Auf insgesamt fünf Fachkonferenzen zum Thema Arbeitszeit haben wir den arbeitszeitpolitischen Grundansatz der EVG noch einmal klar herausgearbeitet.
Auf der Konferenz in Braunschweig betonte Alexandra Wagner vom Forschungsteam Internationaler Arbeitsmarkt, welche Risiken zu lange Arbeitszeiten und ungünstige Arbeitszeitlagen mit sich bringen.
Gesundheitliche Beschwerden würden mit der Länge der Arbeitszeit tendenziell zunehmen - die Folgen sind häufig Rückenschmerzen, Schlafstörungen, Müdigkeit oder Niedergeschlagenheit. Daher sei die Arbeit der Betriebsräte von besonderer Bedeutung, betonte sie.
EVG-Vize Klaus-Dieter Hommel bestätigte diese Studien aus der Erfahrung und betonte, wie wichtig die Themen Arbeitszeit und Arbeitsbelastung für die Kolleginnen und Kollegen seien. „Unregelmäßige Arbeitszeiten sind eine Belastung und unsere Betriebsräte haben die Möglichkeiten, daran etwas zu ändern“.
Daher rücke das Thema Arbeitszeit bei der EVG auch weiter in den Fokus. „Wir kommen aus einem engen Regelungsmechanismus, aber die Rahmenbedingungen und die Menschen haben sich geändert“, betonte Hommel. Aber auch die Beschäftigten sind mündig und können eigene Wünsche äußern. „Wenn wir jetzt nicht mitreden, verlieren wir Gestaltungsmacht“.

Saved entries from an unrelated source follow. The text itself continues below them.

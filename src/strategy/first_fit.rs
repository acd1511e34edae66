//! First-fit placement: the earliest free run that can hold the request.

use crate::occupancy::OccupancyMap;
use crate::strategy::PlacementStrategy;

/// Scans addresses in increasing order with a run-length counter and places
/// the request where a free run of `size` cells first completes. An oversized
/// run that comes first is taken as-is; no attempt is made to find a tighter
/// one further along.
#[derive(Debug, Clone, Copy, Default)]
pub struct FirstFit;

impl PlacementStrategy for FirstFit {
    fn find_run(&self, occupancy: &OccupancyMap, size: usize) -> Option<usize> {
        debug_assert!(size > 0);
        let mut run = 0usize;
        let mut index = occupancy.next_free(0)?;
        while index < occupancy.len() {
            if occupancy.is_set(index) {
                run = 0;
                index = occupancy.next_free(index + 1)?;
                continue;
            }
            run += 1;
            if run == size {
                return Some(index + 1 - size);
            }
            index += 1;
        }
        None
    }

    fn name(&self) -> &'static str {
        "first-fit"
    }
}

#[cfg(test)]
mod tests {
    use super::*;

    #[test]
    fn test_all_free_store_places_at_zero() {
        let map = OccupancyMap::new(100);
        for size in [1, 7, 64, 100] {
            assert_eq!(FirstFit.find_run(&map, size), Some(0));
        }
    }

    #[test]
    fn test_takes_earliest_oversized_run() {
        let mut map = OccupancyMap::new(20);
        map.set_range(5, 5); // free runs: [0..5), [10..20)
        assert_eq!(FirstFit.find_run(&map, 3), Some(0));
    }

    #[test]
    fn test_skips_too_small_leading_run() {
        let mut map = OccupancyMap::new(20);
        map.set_range(2, 3); // free runs: [0..2), [5..20)
        assert_eq!(FirstFit.find_run(&map, 4), Some(5));
    }

    #[test]
    fn test_exact_fit_at_tail() {
        let mut map = OccupancyMap::new(10);
        map.set_range(0, 7);
        assert_eq!(FirstFit.find_run(&map, 3), Some(7));
    }

    #[test]
    fn test_none_when_no_run_is_large_enough() {
        let mut map = OccupancyMap::new(10);
        map.set_range(3, 1);
        map.set_range(7, 1); // free runs: 3, 3, 2 cells
        assert_eq!(FirstFit.find_run(&map, 4), None);
    }

    #[test]
    fn test_none_on_full_store() {
        let mut map = OccupancyMap::new(8);
        map.set_range(0, 8);
        assert_eq!(FirstFit.find_run(&map, 1), None);
    }

    #[test]
    fn test_request_larger_than_store() {
        let map = OccupancyMap::new(10);
        assert_eq!(FirstFit.find_run(&map, 11), None);
    }
}
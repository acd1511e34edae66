//! Best-fit placement: the free run wasting the fewest cells.

use crate::occupancy::OccupancyMap;
use crate::strategy::PlacementStrategy;

/// Walks the maximal free runs in one scan and picks the run with the least
/// leftover space for the request. On equal leftover the later run wins, so
/// ties go to the highest-addressed candidate.
#[derive(Debug, Clone, Copy, Default)]
pub struct BestFit;

impl PlacementStrategy for BestFit {
    fn find_run(&self, occupancy: &OccupancyMap, size: usize) -> Option<usize> {
        debug_assert!(size > 0);
        let mut best: Option<(usize, usize)> = None; // (leftover, start)
        for run in occupancy.runs() {
            if run.occupied || run.len < size {
                continue;
            }
            let leftover = run.len - size;
            // <= keeps the later run on ties
            if best.map_or(true, |(smallest, _)| leftover <= smallest) {
                best = Some((leftover, run.start));
            }
        }
        best.map(|(_, start)| start)
    }

    fn name(&self) -> &'static str {
        "best-fit"
    }
}
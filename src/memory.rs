//! The simulated memory: cell store, bookkeeping tables, and the operations
//! tying placement, relocation, and compaction together.

use std::collections::{BTreeMap, BTreeSet};

use serde::{Deserialize, Serialize};
use tracing::{debug, warn};

use crate::error::{MemoryError, Result};
use crate::handle::{self, Handle};
use crate::layout::{self, LayoutRun};
use crate::occupancy::OccupancyMap;
use crate::strategy::{FirstFit, PlacementStrategy};

/// One addressable unit of the simulated memory.
pub type Cell = i32;

/// Outcome of a successful allocation.
///
/// `granted` equals `requested` on the normal path. Under exhaustion the
/// store degrades instead of failing: the trailing free run is granted and
/// `granted < requested`. The caller can always tell which happened.
#[derive(Debug, Clone, Copy)]
pub struct Allocation {
    pub handle: Handle,
    pub requested: usize,
    pub granted: usize,
}

impl Allocation {
    /// True when exhaustion degraded the grant below the requested size.
    pub fn is_partial(&self) -> bool {
        self.granted < self.requested
    }
}

/// Point-in-time bookkeeping summary.
#[derive(Debug, Clone, Copy, PartialEq, Eq, Serialize, Deserialize)]
pub struct MemoryStats {
    pub total_cells: usize,
    pub free_cells: usize,
    pub live_allocations: usize,
    pub pending_relocations: usize,
    pub free_runs: usize,
    pub largest_free_run: usize,
}

/// A fixed-size linear memory of [`Cell`]s.
///
/// All bookkeeping lives here, arena-style: the cell store, the per-cell
/// occupancy map, the allocation table (current start address -> length) and
/// the relocation table (stale caller-held address -> current address).
/// Callers interact through [`Handle`]s; a handle survives compaction
/// because every access resolves it through the relocation table first.
///
/// Placement is pluggable via [`PlacementStrategy`]; [`FirstFit`] is the
/// default.
#[derive(Debug, Clone)]
pub struct Memory<S: PlacementStrategy = FirstFit> {
    cells: Vec<Cell>,
    occupancy: OccupancyMap,
    /// Live blocks: current start address -> length.
    allocations: BTreeMap<usize, usize>,
    /// Stale caller-held address -> current address. Kept single-hop.
    relocations: BTreeMap<usize, usize>,
    strategy: S,
    owner: u64,
}

impl Memory<FirstFit> {
    /// Create a store of `size` cells, all free, placed first-fit.
    pub fn new(size: usize) -> Self {
        Memory::with_strategy(size, FirstFit)
    }
}

impl<S: PlacementStrategy> Memory<S> {
    /// Create a store of `size` cells, all free, with an explicit strategy.
    pub fn with_strategy(size: usize, strategy: S) -> Self {
        Memory {
            cells: vec![0; size],
            occupancy: OccupancyMap::new(size),
            allocations: BTreeMap::new(),
            relocations: BTreeMap::new(),
            strategy,
            owner: handle::next_owner(),
        }
    }

    /// Total number of cells in the store.
    pub fn size(&self) -> usize {
        self.cells.len()
    }

    /// Number of cells not covered by a live allocation.
    pub fn free_cells(&self) -> usize {
        self.occupancy.free_cells()
    }

    /// True when free space forms one trailing run (or none at all).
    pub fn is_compact(&self) -> bool {
        match self.occupancy.trailing_free_run() {
            Some((_, len)) => len == self.occupancy.free_cells(),
            None => self.occupancy.free_cells() == 0,
        }
    }

    /// Allocate `size` contiguous cells.
    ///
    /// Placement is delegated to the strategy. When no free run is large
    /// enough, the store is compacted once and the search retried. If that
    /// still fails, the trailing free run is granted instead and the
    /// returned [`Allocation`] reports `granted < requested`; only a store
    /// with no trailing free cell at all fails with
    /// [`MemoryError::OutOfMemory`].
    pub fn alloc(&mut self, size: usize) -> Result<Allocation> {
        if size == 0 {
            return Err(MemoryError::ZeroSizeRequest);
        }

        let (address, granted) = match self.strategy.find_run(&self.occupancy, size) {
            Some(address) => (address, size),
            None => {
                warn!(
                    "{}: no free run of {} cells, compacting",
                    self.strategy.name(),
                    size
                );
                self.compact();
                match self.strategy.find_run(&self.occupancy, size) {
                    Some(address) => (address, size),
                    None => {
                        let (address, len) = self
                            .occupancy
                            .trailing_free_run()
                            .ok_or(MemoryError::OutOfMemory { requested: size })?;
                        warn!(
                            "{}: request for {} degraded to {} trailing cells at {}",
                            self.strategy.name(),
                            size,
                            len,
                            address
                        );
                        (address, len)
                    }
                }
            }
        };

        self.occupancy.set_range(address, granted);
        self.allocations.insert(address, granted);
        // The caller now holds this address directly; a pending relocation
        // still keyed by it would shadow the new block.
        self.relocations.remove(&address);

        debug!(
            "{}: allocated {} cells at {} ({} requested)",
            self.strategy.name(),
            granted,
            address,
            size
        );

        Ok(Allocation {
            handle: Handle::new(address, self.owner),
            requested: size,
            granted,
        })
    }

    /// Release the allocation `handle` refers to.
    ///
    /// The handle's address is resolved through the relocation table first;
    /// the entry used is consumed. Cells are zeroed on release. A handle
    /// that resolves to no live allocation is reported as
    /// [`MemoryError::InvalidHandle`] and the tables are left untouched.
    pub fn release(&mut self, handle: Handle) -> Result<()> {
        self.check_owner(handle)?;
        let held = handle.address();
        let via_relocation = self.relocations.contains_key(&held);
        let address = self.resolve(held);
        let len = match self.allocations.get(&address) {
            Some(&len) => len,
            None => return Err(MemoryError::InvalidHandle { address: held }),
        };

        self.allocations.remove(&address);
        if via_relocation {
            self.relocations.remove(&held);
        }
        self.cells[address..address + len].fill(0);
        self.occupancy.clear_range(address, len);

        debug!("released {} cells at {} (held as {})", len, address, held);
        Ok(())
    }

    /// Relocate every live block to pack the store from address 0.
    ///
    /// Blocks are walked in ascending current-address order, so compaction
    /// is deterministic and never reorders live blocks. Values are preserved
    /// exactly; the freed tail reads as zero. Idempotent: a compact store
    /// moves nothing and records nothing.
    pub fn compact(&mut self) {
        let mut cells = vec![0; self.cells.len()];
        let mut occupancy = OccupancyMap::new(self.cells.len());
        let mut allocations = BTreeMap::new();
        let mut moves: BTreeMap<usize, usize> = BTreeMap::new();
        let mut next = 0usize;

        for (&address, &len) in &self.allocations {
            cells[next..next + len].copy_from_slice(&self.cells[address..address + len]);
            occupancy.set_range(next, len);
            allocations.insert(next, len);
            if address != next {
                moves.insert(address, next);
            }
            next += len;
        }

        self.cells = cells;
        self.occupancy = occupancy;
        self.allocations = allocations;

        // Keep pending relocations single-hop: an entry whose target moved
        // follows its block, and a move out of an address that is already
        // some entry's target gets no entry of its own (the caller still
        // holds the older address). A move out of an address still keyed
        // in the table gets none either: that block lost its key to a
        // later grant, and the entry belongs to whoever still holds the
        // address.
        let mut retargeted: BTreeSet<usize> = BTreeSet::new();
        for target in self.relocations.values_mut() {
            if let Some(&new) = moves.get(target) {
                retargeted.insert(*target);
                *target = new;
            }
        }
        for (&old, &new) in &moves {
            if !retargeted.contains(&old) && !self.relocations.contains_key(&old) {
                self.relocations.insert(old, new);
            }
        }

        debug!(
            "compacted {} live blocks, {} moved",
            self.allocations.len(),
            moves.len()
        );
    }

    /// Read `length` cells starting at the handle's resolved address.
    ///
    /// The span may run past the handle's own block into neighboring cells;
    /// only the store boundary is enforced.
    pub fn read(&self, handle: Handle, length: usize) -> Result<Vec<Cell>> {
        self.check_owner(handle)?;
        let address = self.resolve(handle.address());
        if !self.allocations.contains_key(&address) {
            return Err(MemoryError::InvalidHandle {
                address: handle.address(),
            });
        }
        self.check_span(address, length)?;
        Ok(self.cells[address..address + length].to_vec())
    }

    /// Overwrite `values.len()` cells starting at the handle's resolved
    /// address. Same bounds rule as [`read`](Memory::read).
    pub fn write(&mut self, handle: Handle, values: &[Cell]) -> Result<()> {
        self.check_owner(handle)?;
        let address = self.resolve(handle.address());
        if !self.allocations.contains_key(&address) {
            return Err(MemoryError::InvalidHandle {
                address: handle.address(),
            });
        }
        self.check_span(address, values.len())?;
        self.cells[address..address + values.len()].copy_from_slice(values);
        Ok(())
    }

    /// Rebind: a handle at an arbitrary in-bounds address.
    ///
    /// The address is not checked against the tables until the handle is
    /// used.
    pub fn handle_at(&self, address: usize) -> Result<Handle> {
        if address >= self.cells.len() {
            return Err(MemoryError::OutOfRange {
                start: address,
                len: 1,
                capacity: self.cells.len(),
            });
        }
        Ok(Handle::new(address, self.owner))
    }

    /// Maximal same-state runs over the whole store, in address order.
    pub fn layout(&self) -> Vec<LayoutRun> {
        layout::scan(&self.occupancy)
    }

    /// The layout as report text, one `| start - end | State` line per run.
    pub fn layout_report(&self) -> String {
        self.layout()
            .iter()
            .map(LayoutRun::to_string)
            .collect::<Vec<_>>()
            .join("\n")
    }

    /// Current bookkeeping counters.
    pub fn stats(&self) -> MemoryStats {
        let mut free_runs = 0;
        let mut largest_free_run = 0;
        for run in self.occupancy.runs() {
            if !run.occupied {
                free_runs += 1;
                largest_free_run = largest_free_run.max(run.len);
            }
        }
        MemoryStats {
            total_cells: self.cells.len(),
            free_cells: self.occupancy.free_cells(),
            live_allocations: self.allocations.len(),
            pending_relocations: self.relocations.len(),
            free_runs,
            largest_free_run,
        }
    }

    /// Free-space splintering score: 0.0 when free space is a single run
    /// (or there is none), approaching 1.0 as it fragments.
    pub fn fragmentation(&self) -> f64 {
        let stats = self.stats();
        if stats.free_cells == 0 || stats.free_runs <= 1 {
            return 0.0;
        }
        (stats.free_runs - 1) as f64 / stats.free_cells as f64
    }

    /// Current address for a caller-held address, following at most one
    /// relocation hop.
    fn resolve(&self, address: usize) -> usize {
        self.relocations.get(&address).copied().unwrap_or(address)
    }

    fn check_owner(&self, handle: Handle) -> Result<()> {
        if handle.owner() != self.owner {
            return Err(MemoryError::ForeignHandle);
        }
        Ok(())
    }

    fn check_span(&self, start: usize, len: usize) -> Result<()> {
        // Subtraction avoids overflow on adversarial lengths
        if start >= self.cells.len() || len > self.cells.len() - start {
            return Err(MemoryError::OutOfRange {
                start,
                len,
                capacity: self.cells.len(),
            });
        }
        Ok(())
    }
}
/// A display-ready, sortable projection of a sector or a ticker.
#[derive(Debug, Clone, PartialEq, Serialize)]
pub struct LeaderboardRow {
    pub id: String,
    pub name: String,
    pub kind: RowKind,
    pub sector_id: Option<String>,
    pub sector_name: Option<String>,
    pub members: Vec<String>,
    pub change_1d: Option<f64>,
    pub change_5d: Option<f64>,
    pub rel_volume: Option<f64>,
    pub dollar_volume: Option<f64>,
    pub score: Option<f64>,
    pub pct_off_high: Option<f64>,
    pub gain_to_high: Option<f64>,
    pub leaders: Vec<MemberMove>,
    pub laggards: Vec<MemberMove>,
    pub sparkline: Vec<f64>,
    pub inactive: bool,
}

impl LeaderboardRow {
    fn blank(id: String, name: String, kind: RowKind) -> Self {
        Self {
            id,
            name,
            kind,
            sector_id: None,
            sector_name: None,
            members: Vec::new(),
            change_1d: None,
            change_5d: None,
            rel_volume: None,
            dollar_volume: None,
            score: None,
            pct_off_high: None,
            gain_to_high: None,
            leaders: Vec::new(),
            laggards: Vec::new(),
            sparkline: Vec::new(),
            inactive: false,
        }
    }
}

// ── Builders ─────────────────────────────────────────────────────────

/// One row per sector.
pub fn rows_from_sectors(sectors: &[DecoratedSector]) -> Vec<LeaderboardRow> {
    sectors
        .iter()
        .map(|s| LeaderboardRow {
            members: s.definition.tickers.clone(),
            change_1d: s.change_1d_weighted.or(s.change_1d_median),
            change_5d: s.change_5d_median,
            rel_volume: s.rel_vol_median,
            dollar_volume: s.dollar_vol_today_sum,
            leaders: s.leaders.clone(),
            laggards: s.laggards.clone(),
            ..LeaderboardRow::blank(s.id().to_string(), s.name().to_string(), RowKind::Sector)
        })
        .collect()
}

/// One row per (sector, member) pair. A ticker in two sectors yields two rows.
pub fn rows_from_members(sectors: &[DecoratedSector]) -> Vec<LeaderboardRow> {
    sectors
        .iter()
        .flat_map(|s| {
            s.members_detail.iter().map(move |m| LeaderboardRow {
                sector_id: Some(s.id().to_string()),
                sector_name: Some(s.name().to_string()),
                members: vec![m.symbol.clone()],
                change_1d: m.change_1d,
                change_5d: m.change_5d,
                rel_volume: m.rel_vol_10,
                dollar_volume: m.dollar_vol_today,
                sparkline: m.closes.clone(),
                inactive: m.inactive,
                ..LeaderboardRow::blank(m.symbol.clone(), m.symbol.clone(), RowKind::Ticker)
            })
        })
        .collect()
}

/// One row per ranked ticker from the YTD endpoint.
pub fn rows_from_ralph(tickers: &[RankedTicker]) -> Vec<LeaderboardRow> {
    tickers
        .iter()
        .map(|t| LeaderboardRow {
            sector_id: t.sector_id.clone(),
            sector_name: t.sector_name.clone(),
            members: vec![t.symbol.clone()],
            change_1d: t.change_1d,
            rel_volume: t.rel_vol_10,
            dollar_volume: t.dollar_volume,
            score: t.score,
            pct_off_high: t.pct_off_high,
            gain_to_high: t.gain_to_high,
            sparkline: t.sparkline.clone(),
            ..LeaderboardRow::blank(t.symbol.clone(), t.symbol.clone(), RowKind::Ticker)
        })
        .collect()
}

// ── Sorting ──────────────────────────────────────────────────────────

/// Column a leaderboard can be ranked by.
#[derive(Debug, Clone, Copy, PartialEq, Eq, Hash, Serialize, Deserialize)]
#[serde(rename_all = "snake_case")]
pub enum SortKey {
    Change1d,
    Change5d,
    RelVolume,
    DollarVolume,
    Score,
    PctOffHigh,
    Name,
}
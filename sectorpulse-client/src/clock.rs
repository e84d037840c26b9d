//! Wall-clock access for expiry decisions.

use std::sync::atomic::{AtomicI64, Ordering};

use chrono::{NaiveDate, TimeZone, Utc};

/// Source of the current time in unix milliseconds.
pub trait Clock: Send + Sync {
    fn now_millis(&self) -> i64;

    /// Calendar date (UTC) of `now_millis`.
    fn today(&self) -> NaiveDate {
        Utc.timestamp_millis_opt(self.now_millis())
            .single()
            .map(|dt| dt.date_naive())
            .unwrap_or_default()
    }
}

#[derive(Debug, Clone, Copy, Default)]
pub struct SystemClock;

impl Clock for SystemClock {
    fn now_millis(&self) -> i64 {
        Utc::now().timestamp_millis()
    }
}

/// A clock that only moves when told to.
#[derive(Debug, Default)]
pub struct ManualClock {
    now: AtomicI64,
}

impl ManualClock {
    pub fn new(start_millis: i64) -> Self {
        Self {
            now: AtomicI64::new(start_millis),
        }
    }

    pub fn advance_millis(&self, millis: i64) {
        self.now.fetch_add(millis, Ordering::SeqCst);
    }

    pub fn advance_secs(&self, secs: i64) {
        self.advance_millis(secs * 1000);
    }

    pub fn set_millis(&self, millis: i64) {
        self.now.store(millis, Ordering::SeqCst);
    }
}

impl Clock for ManualClock {
    fn now_millis(&self) -> i64 {
        self.now.load(Ordering::SeqCst)
    }
}
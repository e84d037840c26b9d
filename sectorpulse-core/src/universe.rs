//! Sector universe: the seeded sector definitions plus TOML import/export.
//!
//! The seeded set is what a fresh install shows before the user defines any
//! sectors of their own. A universe file looks like:
//!
//! ```toml
//! [[sectors]]
//! id = "semis"
//! name = "Semiconductors"
//! tickers = ["NVDA", "AMD"]
//! ```

use std::collections::HashSet;
use std::path::Path;

use serde::{Deserialize, Serialize};
use thiserror::Error;

use crate::domain::SectorDefinition;
use crate::symbol::{normalize_sector_id, ValidationError};

#[derive(Debug, Error)]
pub enum UniverseError {
    #[error("read universe file {path}: {source}")]
    Io {
        path: String,
        #[source]
        source: std::io::Error,
    },

    #[error("parse universe TOML: {0}")]
    Parse(#[from] toml::de::Error),

    #[error("serialize universe: {0}")]
    Serialize(#[from] toml::ser::Error),

    #[error(transparent)]
    Invalid(#[from] ValidationError),
}

#[derive(Debug, Deserialize)]
struct RawSector {
    id: String,
    name: String,
    #[serde(default)]
    tickers: Vec<String>,
}

#[derive(Debug, Deserialize)]
struct RawUniverse {
    #[serde(default)]
    sectors: Vec<RawSector>,
}

/// An ordered, validated list of sector definitions with unique ids.
#[derive(Debug, Clone, PartialEq, Eq, Serialize)]
pub struct Universe {
    pub sectors: Vec<SectorDefinition>,
}

impl Universe {
    /// Validate a list of definitions: ids unique, every definition non-empty.
    pub fn new(sectors: Vec<SectorDefinition>) -> Result<Self, ValidationError> {
        let mut seen = HashSet::new();
        for sector in &sectors {
            if !seen.insert(sector.id.as_str()) {
                return Err(ValidationError::DuplicateSector(sector.id.clone()));
            }
            if sector.tickers.is_empty() {
                return Err(ValidationError::EmptySector(sector.id.clone()));
            }
        }
        Ok(Self { sectors })
    }

    pub fn from_file(path: &Path) -> Result<Self, UniverseError> {
        let content = std::fs::read_to_string(path).map_err(|source| UniverseError::Io {
            path: path.display().to_string(),
            source,
        })?;
        Self::from_toml(&content)
    }

    /// Parse and normalize every sector in a TOML document.
    pub fn from_toml(content: &str) -> Result<Self, UniverseError> {
        let raw: RawUniverse = toml::from_str(content)?;
        let sectors = raw
            .sectors
            .iter()
            .map(|s| SectorDefinition::new(&s.id, &s.name, s.tickers.iter().map(String::as_str)))
            .collect::<Result<Vec<_>, _>>()?;
        Ok(Self::new(sectors)?)
    }

    pub fn to_toml(&self) -> Result<String, UniverseError> {
        Ok(toml::to_string_pretty(self)?)
    }

    pub fn get(&self, id: &str) -> Option<&SectorDefinition> {
        let id = normalize_sector_id(id).ok()?;
        self.sectors.iter().find(|s| s.id == id)
    }

    pub fn contains(&self, id: &str) -> bool {
        self.get(id).is_some()
    }

    /// Replace the definition with the same id, or append it.
    pub fn upsert(&mut self, definition: SectorDefinition) {
        match self.sectors.iter_mut().find(|s| s.id == definition.id) {
            Some(slot) => *slot = definition,
            None => self.sectors.push(definition),
        }
    }

    pub fn all_tickers(&self) -> Vec<&str> {
        let mut seen = HashSet::new();
        self.sectors
            .iter()
            .flat_map(|s| s.tickers.iter().map(String::as_str))
            .filter(|t| seen.insert(*t))
            .collect()
    }

    pub fn ticker_count(&self) -> usize {
        self.all_tickers().len()
    }

    /// The seeded US sector set.
    pub fn default_us() -> Self {
        let seed: [(&str, &str, &[&str]); 8] = [
            (
                "tech",
                "Technology",
                &["AAPL", "MSFT", "GOOGL", "META", "CRM", "ADBE", "ORCL"],
            ),
            (
                "semis",
                "Semiconductors",
                &["NVDA", "AMD", "AVGO", "TSM", "MU", "INTC", "QCOM"],
            ),
            (
                "healthcare",
                "Healthcare",
                &["JNJ", "UNH", "PFE", "ABBV", "MRK", "LLY", "TMO", "ABT"],
            ),
            (
                "financials",
                "Financials",
                &["JPM", "BAC", "WFC", "GS", "MS", "BLK", "SCHW", "C"],
            ),
            (
                "energy",
                "Energy",
                &["XOM", "CVX", "COP", "SLB", "EOG", "MPC", "PSX", "VLO"],
            ),
            (
                "staples",
                "Consumer Staples",
                &["WMT", "PG", "KO", "PEP", "COST"],
            ),
            (
                "discretionary",
                "Consumer Discretionary",
                &["AMZN", "HD", "MCD", "NKE", "SBUX", "TGT"],
            ),
            (
                "index-etfs",
                "Index ETFs",
                &["SPY", "QQQ", "IWM", "DIA"],
            ),
        ];

        let sectors = seed
            .iter()
            .filter_map(|(id, name, tickers)| {
                SectorDefinition::new(id, name, tickers.iter().copied()).ok()
            })
            .collect();
        Self { sectors }
    }
}

impl Default for Universe {
    fn default() -> Self {
        Self::default_us()
    }
}

#[cfg(test)]
mod tests {
    use super::*;

    #[test]
    fn default_universe_has_sectors() {
        let u = Universe::default_us();
        assert_eq!(u.sectors.len(), 8);
        assert!(u.contains("semis"));
        assert!(u.contains(" Tech "));
        assert!(u.ticker_count() > 40);
    }

    #[test]
    fn toml_roundtrip() {
        let u = Universe::default_us();
        let toml_str = u.to_toml().unwrap();
        let parsed = Universe::from_toml(&toml_str).unwrap();
        assert_eq!(u, parsed);
    }

    #[test]
    fn toml_input_is_normalized() {
        let text = r#"
            [[sectors]]
            id = " AI-Infra "
            name = "AI Infrastructure"
            tickers = ["nvda", " vrt "]
        "#;
        let u = Universe::from_toml(text).unwrap();
        let s = u.get("ai-infra").unwrap();
        assert_eq!(s.tickers, vec!["NVDA", "VRT"]);
    }

    #[test]
    fn duplicate_ids_rejected() {
        let text = r#"
            [[sectors]]
            id = "tech"
            name = "Tech"
            tickers = ["AAPL"]

            [[sectors]]
            id = "TECH"
            name = "Tech again"
            tickers = ["MSFT"]
        "#;
        let err = Universe::from_toml(text).unwrap_err();
        assert!(matches!(
            err,
            UniverseError::Invalid(ValidationError::DuplicateSector(_))
        ));
    }

    #[test]
    fn empty_sector_rejected() {
        let text = r#"
            [[sectors]]
            id = "empty"
            name = "Nothing"
        "#;
        assert!(Universe::from_toml(text).is_err());
    }

    #[test]
    fn upsert_replaces_in_place() {
        let mut u = Universe::default_us();
        let first_id = u.sectors[0].id.clone();
        let replacement = SectorDefinition::new(&first_id, "Renamed", ["AAPL"]).unwrap();
        u.upsert(replacement);
        assert_eq!(u.sectors[0].name, "Renamed");
        assert_eq!(u.sectors.len(), 8);
    }

    #[test]
    fn all_tickers_deduplicates() {
        let a = SectorDefinition::new("a", "A", ["AAPL", "MSFT"]).unwrap();
        let b = SectorDefinition::new("b", "B", ["AAPL"]).unwrap();
        let u = Universe::new(vec![a, b]).unwrap();
        assert_eq!(u.all_tickers(), vec!["AAPL", "MSFT"]);
    }
}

Es müsse eine sinnvolle Verbindung von tarifvertraglichen und betrieblichen Regelungen hergestellt werden, fuhr Hommel fort. Daher müssten die Regelungen des Betriebsverfassungsgesetzes und auch das Initiativrecht genutzt werden. Dabei stehen die Punkte Individualität / Mitgestaltung (auch durch die Mitarbeiter), Planbarkeit und Verlässlichkeit sowie die Belastungsreduzierung weiterhin im Fokus.
Nach einem Überblick von Ingo Naumburger, EVG-Gewerkschaftssekretär im Bereich Mitbestimmung, über die arbeitsrechtlichen Normen haben die Teilnehmer in zwei Workshops ihre Erkenntnisse und Erfahrungen ausgetauscht. Die Schwerpunkte lagen dabei im Schicht- und Wechseldienst sowie bei den Themen Neue Arbeitsformen, Telearbeit, flex@work, Crowdsourcing und Teilzeitarbeit.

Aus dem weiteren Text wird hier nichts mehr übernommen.